Generic clear utility + Excel cube-view tooling
Quick Facts
- Client: Logitech (consumer electronics)
- Role: EPM Developer
- Impact: A generic clear utility that clears any intersection — including stored/imported data OneStream won't natively clear — plus cube-view connections and submission macros in the Excel surface, and a slow dashboard made responsive by collapsing many spreadsheet components into one.
Overview
An EPM-tooling engagement at Logitech: small, sharp tools that made the OneStream application easier to use and faster to run. The headline was a generic clear utility that goes further than OneStream's native clear; alongside it, cube-view connections and macros made the Excel surface a real working tool, and a targeted dashboard rebuild took a slow page back into responsive territory.
The Generic Clear Utility
OneStream has a real limitation here: natively, it only lets you clear calculated data — data that was imported/stored can't be cleared the same way. That gets in the way whenever finance needs to wipe a slice and reload it.
I built a utility that overrides that limitation. It can clear any intersection, down to any base-level member, regardless of whether the data was calculated or imported/stored. That was the whole point of it — clear data anywhere, not just the calculated slice OneStream lets you touch by default.
Cube-View Connections + Submission Macros
The Excel surface was mostly being used to read numbers. I made it a two-way working tool:
- Cube-view connections bring live cube data into the spreadsheet, so analysts work against current numbers instead of static extracts.
- Submission macros close the loop the other way: the user enters data in their Excel workbook, runs a macro, and the data is automatically pushed back into OneStream — no manual import step.
The Performance Fix
One dashboard was a performance nightmare. It had five or six separate spreadsheet components, each carrying its own cube-view connection, all rendering at once — slow to load and a poor experience.

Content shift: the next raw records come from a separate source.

//! The authoritative seat position to student assignment.
//!
//! The map always holds one slot per known seat. A vacant seat is a slot
//! holding `None`; there is no second representation of vacancy. A reverse
//! index keeps `position_of` constant time and is updated in the same step as
//! the forward map.

use std::collections::HashMap;

use indexmap::{IndexMap, IndexSet};

use crate::domain::{SeatPosition, Student, StudentId};
use crate::error::{Result, SeatError};

/// Result of a successful [`SeatMap::swap`].
#[derive(Debug, Clone, PartialEq, Eq)]
pub enum SwapOutcome {
    /// The student moved onto a vacant seat; `from` is now vacant.
    Moved { from: SeatPosition, to: SeatPosition },

    /// The student traded seats with `displaced`, who now sits at `from`.
    Swapped {
        from: SeatPosition,
        to: SeatPosition,
        displaced: StudentId,
    },

    /// The target was the student's own seat.
    Unchanged(SeatPosition),
}

/// Position to student assignment over a fixed seat set.
///
/// Invariants:
/// - every slot is a seat of the set the map was built from;
/// - a student id occupies at most one slot.
///
/// # Example
///
/// ```
/// use indexmap::IndexSet;
/// use seatforge_core::{SeatMap, SeatPosition, Student, StudentId};
///
/// let seats: IndexSet<_> = [SeatPosition::new(0, 0), SeatPosition::new(1, 1)]
///     .into_iter()
///     .collect();
/// let roster = vec![Student::new(1u64, "Ada"), Student::new(2u64, "Brian")];
///
/// let mut map = SeatMap::seed(&seats, &roster).unwrap();
/// map.swap(&StudentId::from(1u64), SeatPosition::new(1, 1)).unwrap();
///
/// assert_eq!(map.occupant_at(SeatPosition::new(1, 1)).unwrap().name, "Ada");
/// assert_eq!(map.occupant_at(SeatPosition::new(0, 0)).unwrap().name, "Brian");
/// ```
#[derive(Debug, Clone, Default, PartialEq, Eq)]
pub struct SeatMap {
    slots: IndexMap<SeatPosition, Option<Student>>,
    index: HashMap<StudentId, SeatPosition>,
}

impl SeatMap {
    /// Creates a map with every seat vacant.
    pub fn vacant<I>(seats: I) -> Self
    where
        I: IntoIterator<Item = SeatPosition>,
    {
        Self {
            slots: seats.into_iter().map(|pos| (pos, None)).collect(),
            index: HashMap::new(),
        }
    }

    /// Pairs the i-th student with the i-th seat in seat-set order.
    ///
    /// Seats beyond the roster length stay vacant.
    ///
    /// # Errors
    ///
    /// [`SeatError::InsufficientSeats`] when there are fewer seats than
    /// students, [`SeatError::DuplicateStudent`] when two roster entries
    /// share an id.
    pub fn seed(seats: &IndexSet<SeatPosition>, students: &[Student]) -> Result<Self> {
        if seats.len() < students.len() {
            return Err(SeatError::InsufficientSeats {
                seats: seats.len(),
                students: students.len(),
            });
        }

        let mut map = Self::vacant(seats.iter().copied());
        for (pos, student) in seats.iter().zip(students) {
            map.place(*pos, student.clone())?;
        }
        Ok(map)
    }

    /// Moves `student_id` to `target`, trading places with any occupant.
    ///
    /// All checks run before any slot is written, so a failed swap leaves
    /// the map exactly as it was.
    ///
    /// # Errors
    ///
    /// [`SeatError::StudentNotSeated`] when the student has no seat,
    /// [`SeatError::UnknownSeat`] when `target` is not a seat of this map.
    pub fn swap(&mut self, student_id: &StudentId, target: SeatPosition) -> Result<SwapOutcome> {
        let source = self
            .position_of(student_id)
            .ok_or_else(|| SeatError::StudentNotSeated(student_id.clone()))?;
        if !self.slots.contains_key(&target) {
            return Err(SeatError::UnknownSeat(target));
        }
        if source == target {
            return Ok(SwapOutcome::Unchanged(source));
        }

        let moving = self.take(source);
        let displaced = self.take(target);

        let outcome = match &displaced {
            Some(occupant) => SwapOutcome::Swapped {
                from: source,
                to: target,
                displaced: occupant.id.clone(),
            },
            None => SwapOutcome::Moved {
                from: source,
                to: target,
            },
        };

        if let Some(occupant) = displaced {
            self.put(source, occupant);
        }
        if let Some(student) = moving {
            self.put(target, student);
        }
        Ok(outcome)
    }

    /// Replaces the whole assignment with `other`.
    pub fn replace(&mut self, other: SeatMap) {
        *self = other;
    }

    /// Returns the student seated at `pos`, if any.
    pub fn occupant_at(&self, pos: SeatPosition) -> Option<&Student> {
        self.slots.get(&pos).and_then(Option::as_ref)
    }

    /// Returns the seat of `student_id`, if seated.
    pub fn position_of(&self, student_id: &StudentId) -> Option<SeatPosition> {
        self.index.get(student_id).copied()
    }

    pub fn is_seated(&self, student_id: &StudentId) -> bool {
        self.index.contains_key(student_id)
    }

    pub fn contains_seat(&self, pos: SeatPosition) -> bool {
        self.slots.contains_key(&pos)
    }

    /// All seats in seat-set order.
    pub fn seats(&self) -> impl Iterator<Item = SeatPosition> + '_ {
        self.slots.keys().copied()
    }

    pub fn seat_count(&self) -> usize {
        self.slots.len()
    }

    pub fn occupied_count(&self) -> usize {
        self.index.len()
    }

    pub fn vacant_seats(&self) -> impl Iterator<Item = SeatPosition> + '_ {
        self.slots
            .iter()
            .filter(|(_, occupant)| occupant.is_none())
            .map(|(pos, _)| *pos)
    }

    /// Every slot in seat-set order.
    pub fn iter(&self) -> impl Iterator<Item = (SeatPosition, Option<&Student>)> + '_ {
        self.slots.iter().map(|(pos, occupant)| (*pos, occupant.as_ref()))
    }

    /// Occupied slots only, in seat-set order.
    pub fn occupants(&self) -> impl Iterator<Item = (SeatPosition, &Student)> + '_ {
        self.slots
            .iter()
            .filter_map(|(pos, occupant)| occupant.as_ref().map(|s| (*pos, s)))
    }

    /// Seats `student` at a vacant `pos`.
    ///
    /// Used while building a map from scratch. A student already on the map
    /// is reported before the seat is looked at.
    pub(crate) fn place(&mut self, pos: SeatPosition, student: Student) -> Result<()> {
        if self.index.contains_key(&student.id) {
            return Err(SeatError::DuplicateStudent(student.id));
        }
        match self.slots.get(&pos) {
            None => Err(SeatError::UnknownSeat(pos)),
            Some(Some(occupant)) => Err(SeatError::SeatTaken {
                position: pos,
                occupant: occupant.id.clone(),
            }),
            Some(None) => {
                self.put(pos, student);
                Ok(())
            }
        }
    }

    fn take(&mut self, pos: SeatPosition) -> Option<Student> {
        let student = self.slots.get_mut(&pos).and_then(Option::take)?;
        self.index.remove(&student.id);
        Some(student)
    }

    fn put(&mut self, pos: SeatPosition, student: Student) {
        self.index.insert(student.id.clone(), pos);
        if let Some(slot) = self.slots.get_mut(&pos) {
            *slot = Some(student);
        }
    }
}

#[cfg(test)]
mod tests;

The fix was structural rather than clever: instead of many spreadsheets and many connections, one spreadsheet workbook with multiple sheets inside it and a single cube-view connection on top. The dashboard now loads one spreadsheet component and runs the whole experience through it. Far less to render — fast, and a much better experience.
Results
| Metric | Before | After | Change |
|---|---|---|---|
| Clearing data | calculated data only (OneStream native limit) | any intersection / base-level member, incl. stored | clear anywhere |
| Excel surface | read-only number fetcher | live cube views + macro submission back to OneStream | two-way working tool |
| Slow dashboard | 5–6 spreadsheet components, each with its own connection | one workbook, multiple sheets, one connection | fast render |
Learnings
What worked. The clear utility earned its keep by going past a real platform limitation rather than just wrapping the existing one — clearing stored/imported data, not only calculated. And the dashboard fix was a reminder that performance problems are often structural: fewer components and fewer connections beat any micro-optimisation.
Skill developed. Designing for the analyst, not just the developer — live cube data and one-click submission in the surface they already live in (Excel) is what actually changes how finance works day to day.